### Your goal:
Your answer should consist of the lines in the following data that contain "ExitStatus".

Dataset excerpts:
◇ ◇ ◇ ◇ ◇ ◇ ◇
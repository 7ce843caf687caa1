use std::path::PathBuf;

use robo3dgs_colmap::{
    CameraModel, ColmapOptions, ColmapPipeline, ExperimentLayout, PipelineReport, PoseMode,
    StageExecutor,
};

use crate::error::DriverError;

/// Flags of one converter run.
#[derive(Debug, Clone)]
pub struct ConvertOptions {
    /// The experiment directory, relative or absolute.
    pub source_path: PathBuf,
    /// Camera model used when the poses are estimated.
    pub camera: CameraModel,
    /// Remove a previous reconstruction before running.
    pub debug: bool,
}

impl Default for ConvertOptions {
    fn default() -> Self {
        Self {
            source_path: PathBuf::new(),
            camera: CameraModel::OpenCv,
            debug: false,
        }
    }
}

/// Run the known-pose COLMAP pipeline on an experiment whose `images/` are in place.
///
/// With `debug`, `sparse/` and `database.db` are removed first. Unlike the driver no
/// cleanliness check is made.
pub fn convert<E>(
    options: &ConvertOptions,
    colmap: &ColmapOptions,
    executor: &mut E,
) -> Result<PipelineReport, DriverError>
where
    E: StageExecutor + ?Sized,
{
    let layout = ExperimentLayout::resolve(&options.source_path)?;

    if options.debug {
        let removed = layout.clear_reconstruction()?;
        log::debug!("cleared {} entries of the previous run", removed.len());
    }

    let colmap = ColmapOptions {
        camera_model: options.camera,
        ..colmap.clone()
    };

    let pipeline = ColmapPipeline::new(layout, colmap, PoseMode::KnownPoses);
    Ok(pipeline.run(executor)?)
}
◇ ◇ ◇ ◇ ◇ ◇ ◇
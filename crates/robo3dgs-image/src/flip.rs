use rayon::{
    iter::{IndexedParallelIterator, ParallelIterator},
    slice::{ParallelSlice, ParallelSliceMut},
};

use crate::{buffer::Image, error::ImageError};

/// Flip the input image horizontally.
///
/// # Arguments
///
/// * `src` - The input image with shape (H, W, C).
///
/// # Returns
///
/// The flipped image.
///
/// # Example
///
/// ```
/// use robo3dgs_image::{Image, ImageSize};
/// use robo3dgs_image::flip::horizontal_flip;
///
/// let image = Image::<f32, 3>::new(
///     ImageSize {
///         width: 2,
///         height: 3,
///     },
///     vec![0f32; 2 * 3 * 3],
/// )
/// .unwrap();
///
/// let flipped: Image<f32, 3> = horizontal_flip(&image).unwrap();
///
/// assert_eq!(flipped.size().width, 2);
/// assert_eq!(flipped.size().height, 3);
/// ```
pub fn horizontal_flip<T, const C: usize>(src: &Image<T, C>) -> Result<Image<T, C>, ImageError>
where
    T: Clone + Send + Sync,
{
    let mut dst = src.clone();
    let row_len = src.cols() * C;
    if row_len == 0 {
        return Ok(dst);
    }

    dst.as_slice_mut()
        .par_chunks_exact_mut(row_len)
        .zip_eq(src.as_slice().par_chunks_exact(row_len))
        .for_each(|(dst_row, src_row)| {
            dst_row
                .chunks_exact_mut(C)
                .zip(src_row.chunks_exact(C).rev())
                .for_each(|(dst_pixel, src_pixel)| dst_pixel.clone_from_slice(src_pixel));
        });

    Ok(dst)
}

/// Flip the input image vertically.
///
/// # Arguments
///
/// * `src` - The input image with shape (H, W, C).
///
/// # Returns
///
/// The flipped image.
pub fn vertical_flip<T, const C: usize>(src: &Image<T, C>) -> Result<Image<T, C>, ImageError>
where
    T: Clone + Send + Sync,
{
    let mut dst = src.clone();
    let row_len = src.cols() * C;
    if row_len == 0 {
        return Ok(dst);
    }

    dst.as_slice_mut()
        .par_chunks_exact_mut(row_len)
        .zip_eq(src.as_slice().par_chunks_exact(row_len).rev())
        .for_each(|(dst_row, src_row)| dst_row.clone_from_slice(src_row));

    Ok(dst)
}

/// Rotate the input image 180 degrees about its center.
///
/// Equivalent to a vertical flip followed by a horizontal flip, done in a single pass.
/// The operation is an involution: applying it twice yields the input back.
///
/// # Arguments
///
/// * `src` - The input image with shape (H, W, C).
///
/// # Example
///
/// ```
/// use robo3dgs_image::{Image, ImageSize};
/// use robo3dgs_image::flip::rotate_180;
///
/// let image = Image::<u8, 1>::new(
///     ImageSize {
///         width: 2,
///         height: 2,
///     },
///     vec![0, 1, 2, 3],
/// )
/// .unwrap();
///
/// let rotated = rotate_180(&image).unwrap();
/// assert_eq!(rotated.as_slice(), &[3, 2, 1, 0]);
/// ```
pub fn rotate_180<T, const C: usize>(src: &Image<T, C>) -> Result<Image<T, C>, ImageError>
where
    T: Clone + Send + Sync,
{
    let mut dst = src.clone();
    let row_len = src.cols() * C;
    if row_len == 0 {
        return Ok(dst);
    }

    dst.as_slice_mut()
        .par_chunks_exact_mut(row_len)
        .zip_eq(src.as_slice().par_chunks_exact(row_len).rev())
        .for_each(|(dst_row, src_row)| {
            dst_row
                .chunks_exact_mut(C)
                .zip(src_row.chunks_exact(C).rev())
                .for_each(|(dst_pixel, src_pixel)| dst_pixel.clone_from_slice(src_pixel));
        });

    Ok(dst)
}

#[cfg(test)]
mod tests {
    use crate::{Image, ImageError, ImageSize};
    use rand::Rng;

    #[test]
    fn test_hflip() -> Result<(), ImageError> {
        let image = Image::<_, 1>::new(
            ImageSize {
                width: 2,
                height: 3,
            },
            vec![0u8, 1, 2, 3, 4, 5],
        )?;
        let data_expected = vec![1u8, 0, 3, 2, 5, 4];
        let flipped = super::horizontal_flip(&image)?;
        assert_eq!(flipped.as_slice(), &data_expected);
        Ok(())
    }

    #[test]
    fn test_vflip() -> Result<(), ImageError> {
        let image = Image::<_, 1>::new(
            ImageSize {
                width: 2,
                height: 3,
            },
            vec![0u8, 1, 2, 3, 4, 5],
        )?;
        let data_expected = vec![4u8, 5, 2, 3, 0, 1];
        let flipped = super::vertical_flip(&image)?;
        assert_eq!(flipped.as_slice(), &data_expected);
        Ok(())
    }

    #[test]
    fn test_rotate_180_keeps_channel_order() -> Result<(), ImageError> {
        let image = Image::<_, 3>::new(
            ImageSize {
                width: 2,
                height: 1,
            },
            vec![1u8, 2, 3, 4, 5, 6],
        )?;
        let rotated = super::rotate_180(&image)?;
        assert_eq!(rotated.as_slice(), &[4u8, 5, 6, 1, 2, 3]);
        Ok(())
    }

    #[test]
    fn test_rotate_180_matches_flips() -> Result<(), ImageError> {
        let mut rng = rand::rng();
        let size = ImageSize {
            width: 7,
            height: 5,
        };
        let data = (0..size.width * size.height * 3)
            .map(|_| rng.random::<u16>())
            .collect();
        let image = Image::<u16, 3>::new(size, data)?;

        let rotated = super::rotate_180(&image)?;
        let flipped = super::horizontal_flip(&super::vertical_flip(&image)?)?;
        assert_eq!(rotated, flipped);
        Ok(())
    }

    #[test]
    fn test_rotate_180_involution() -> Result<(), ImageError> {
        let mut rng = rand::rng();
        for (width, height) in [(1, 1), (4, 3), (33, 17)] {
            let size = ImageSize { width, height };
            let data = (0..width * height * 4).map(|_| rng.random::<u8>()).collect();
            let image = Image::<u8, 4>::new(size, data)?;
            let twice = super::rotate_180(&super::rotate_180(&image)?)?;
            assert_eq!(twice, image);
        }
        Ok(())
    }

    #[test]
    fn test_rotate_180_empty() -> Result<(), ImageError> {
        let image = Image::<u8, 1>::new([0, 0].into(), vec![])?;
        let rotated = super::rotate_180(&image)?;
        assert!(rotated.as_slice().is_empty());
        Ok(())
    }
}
◇ ◇ ◇ ◇ ◇ ◇ ◇
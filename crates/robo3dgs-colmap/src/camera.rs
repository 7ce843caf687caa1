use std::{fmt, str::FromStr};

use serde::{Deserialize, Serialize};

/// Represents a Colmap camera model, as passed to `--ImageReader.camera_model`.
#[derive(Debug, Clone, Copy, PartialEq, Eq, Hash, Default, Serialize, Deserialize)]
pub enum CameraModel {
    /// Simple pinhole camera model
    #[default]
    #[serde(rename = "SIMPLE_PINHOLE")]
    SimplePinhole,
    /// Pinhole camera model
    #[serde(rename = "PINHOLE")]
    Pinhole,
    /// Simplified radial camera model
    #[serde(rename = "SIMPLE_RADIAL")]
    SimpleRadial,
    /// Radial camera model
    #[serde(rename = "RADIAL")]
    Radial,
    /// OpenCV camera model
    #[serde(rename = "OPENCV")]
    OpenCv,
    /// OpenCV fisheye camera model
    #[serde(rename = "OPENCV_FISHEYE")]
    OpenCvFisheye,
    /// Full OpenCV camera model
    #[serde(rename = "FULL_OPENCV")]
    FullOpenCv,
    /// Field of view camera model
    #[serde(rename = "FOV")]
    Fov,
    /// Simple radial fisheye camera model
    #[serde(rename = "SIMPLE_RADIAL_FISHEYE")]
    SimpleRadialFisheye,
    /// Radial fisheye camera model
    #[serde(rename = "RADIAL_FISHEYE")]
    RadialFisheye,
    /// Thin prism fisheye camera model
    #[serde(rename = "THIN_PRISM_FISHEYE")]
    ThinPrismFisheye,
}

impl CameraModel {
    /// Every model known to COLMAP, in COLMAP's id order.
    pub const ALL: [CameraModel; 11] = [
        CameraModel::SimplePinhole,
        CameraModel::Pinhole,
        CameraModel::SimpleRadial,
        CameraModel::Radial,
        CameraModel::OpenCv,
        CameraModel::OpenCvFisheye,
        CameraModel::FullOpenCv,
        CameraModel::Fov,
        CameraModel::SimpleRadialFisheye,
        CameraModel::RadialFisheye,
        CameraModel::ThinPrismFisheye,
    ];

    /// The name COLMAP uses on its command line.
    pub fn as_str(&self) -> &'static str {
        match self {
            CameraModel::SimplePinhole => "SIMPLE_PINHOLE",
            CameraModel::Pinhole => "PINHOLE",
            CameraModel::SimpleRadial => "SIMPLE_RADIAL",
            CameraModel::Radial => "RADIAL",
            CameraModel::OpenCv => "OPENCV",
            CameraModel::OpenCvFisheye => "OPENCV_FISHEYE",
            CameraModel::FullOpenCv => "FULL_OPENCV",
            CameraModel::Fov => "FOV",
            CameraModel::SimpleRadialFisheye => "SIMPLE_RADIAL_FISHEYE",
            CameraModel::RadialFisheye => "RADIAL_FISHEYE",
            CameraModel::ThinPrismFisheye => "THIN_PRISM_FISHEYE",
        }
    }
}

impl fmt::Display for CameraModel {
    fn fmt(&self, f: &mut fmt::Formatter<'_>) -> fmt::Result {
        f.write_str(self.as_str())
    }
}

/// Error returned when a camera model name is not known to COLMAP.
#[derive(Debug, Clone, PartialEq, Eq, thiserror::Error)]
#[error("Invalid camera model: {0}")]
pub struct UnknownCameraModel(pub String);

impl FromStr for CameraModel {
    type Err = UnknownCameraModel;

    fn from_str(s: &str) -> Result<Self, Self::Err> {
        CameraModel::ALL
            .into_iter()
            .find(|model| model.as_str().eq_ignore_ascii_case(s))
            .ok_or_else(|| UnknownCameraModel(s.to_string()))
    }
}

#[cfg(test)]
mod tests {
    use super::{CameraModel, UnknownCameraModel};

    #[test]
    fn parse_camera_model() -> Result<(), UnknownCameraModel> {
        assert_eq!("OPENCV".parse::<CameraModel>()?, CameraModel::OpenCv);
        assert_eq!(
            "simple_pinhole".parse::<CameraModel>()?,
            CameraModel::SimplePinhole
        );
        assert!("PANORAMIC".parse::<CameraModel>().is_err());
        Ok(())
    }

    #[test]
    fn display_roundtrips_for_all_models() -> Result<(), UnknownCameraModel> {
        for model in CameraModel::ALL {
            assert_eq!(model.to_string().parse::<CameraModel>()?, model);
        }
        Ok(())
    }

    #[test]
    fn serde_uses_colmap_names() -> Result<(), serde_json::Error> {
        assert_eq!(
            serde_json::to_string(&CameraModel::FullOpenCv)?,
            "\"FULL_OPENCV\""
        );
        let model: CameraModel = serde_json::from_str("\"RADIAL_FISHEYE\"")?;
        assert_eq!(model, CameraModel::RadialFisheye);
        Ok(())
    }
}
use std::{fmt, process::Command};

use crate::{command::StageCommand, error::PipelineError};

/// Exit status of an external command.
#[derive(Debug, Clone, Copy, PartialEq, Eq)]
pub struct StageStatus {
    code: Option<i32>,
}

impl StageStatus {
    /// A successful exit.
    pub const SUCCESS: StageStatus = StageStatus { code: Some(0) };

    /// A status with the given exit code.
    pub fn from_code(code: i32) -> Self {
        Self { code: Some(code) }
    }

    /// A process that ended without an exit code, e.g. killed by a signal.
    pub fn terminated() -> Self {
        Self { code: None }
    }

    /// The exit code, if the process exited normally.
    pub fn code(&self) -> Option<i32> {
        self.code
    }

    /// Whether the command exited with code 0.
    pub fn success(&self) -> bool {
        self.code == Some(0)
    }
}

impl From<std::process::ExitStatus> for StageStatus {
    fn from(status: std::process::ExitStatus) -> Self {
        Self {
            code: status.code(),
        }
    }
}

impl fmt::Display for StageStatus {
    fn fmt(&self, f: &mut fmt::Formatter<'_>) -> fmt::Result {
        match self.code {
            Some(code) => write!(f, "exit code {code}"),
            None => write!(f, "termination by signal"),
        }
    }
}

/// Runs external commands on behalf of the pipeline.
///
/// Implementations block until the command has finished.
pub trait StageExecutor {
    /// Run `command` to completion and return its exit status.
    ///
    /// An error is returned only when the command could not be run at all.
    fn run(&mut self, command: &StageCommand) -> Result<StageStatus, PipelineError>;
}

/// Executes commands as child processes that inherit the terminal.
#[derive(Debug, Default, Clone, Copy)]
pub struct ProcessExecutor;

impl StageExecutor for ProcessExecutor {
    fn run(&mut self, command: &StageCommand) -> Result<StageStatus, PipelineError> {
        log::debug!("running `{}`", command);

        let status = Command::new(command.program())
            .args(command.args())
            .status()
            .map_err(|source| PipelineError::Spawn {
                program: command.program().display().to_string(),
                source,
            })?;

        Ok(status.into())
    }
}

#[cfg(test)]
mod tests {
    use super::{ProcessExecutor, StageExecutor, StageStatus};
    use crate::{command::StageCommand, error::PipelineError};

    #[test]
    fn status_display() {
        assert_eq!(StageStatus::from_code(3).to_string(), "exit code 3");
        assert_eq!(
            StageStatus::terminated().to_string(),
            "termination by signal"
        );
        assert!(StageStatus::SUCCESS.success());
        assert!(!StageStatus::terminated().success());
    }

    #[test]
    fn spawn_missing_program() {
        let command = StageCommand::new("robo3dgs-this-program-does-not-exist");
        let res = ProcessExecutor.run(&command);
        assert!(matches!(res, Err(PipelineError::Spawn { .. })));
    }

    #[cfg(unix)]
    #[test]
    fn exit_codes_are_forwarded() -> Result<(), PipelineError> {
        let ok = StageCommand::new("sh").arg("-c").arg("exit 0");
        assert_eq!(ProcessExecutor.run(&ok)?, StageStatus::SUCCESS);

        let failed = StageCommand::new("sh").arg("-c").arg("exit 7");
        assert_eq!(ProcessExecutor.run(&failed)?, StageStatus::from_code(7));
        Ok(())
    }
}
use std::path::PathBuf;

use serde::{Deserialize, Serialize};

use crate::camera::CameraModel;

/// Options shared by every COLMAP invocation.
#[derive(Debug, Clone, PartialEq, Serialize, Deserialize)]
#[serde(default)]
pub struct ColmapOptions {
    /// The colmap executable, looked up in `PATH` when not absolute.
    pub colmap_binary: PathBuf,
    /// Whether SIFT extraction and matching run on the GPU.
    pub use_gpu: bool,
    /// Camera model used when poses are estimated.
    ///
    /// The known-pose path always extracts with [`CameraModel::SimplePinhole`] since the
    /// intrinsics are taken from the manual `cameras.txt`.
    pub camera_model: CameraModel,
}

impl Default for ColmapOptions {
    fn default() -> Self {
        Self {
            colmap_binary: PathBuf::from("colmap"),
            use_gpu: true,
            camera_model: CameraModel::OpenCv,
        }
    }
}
◇ ◇ ◇ ◇ ◇ ◇ ◇
### Result for this task:
impl From<std::process::ExitStatus> for StageStatus {
    fn from(status: std::process::ExitStatus) -> Self {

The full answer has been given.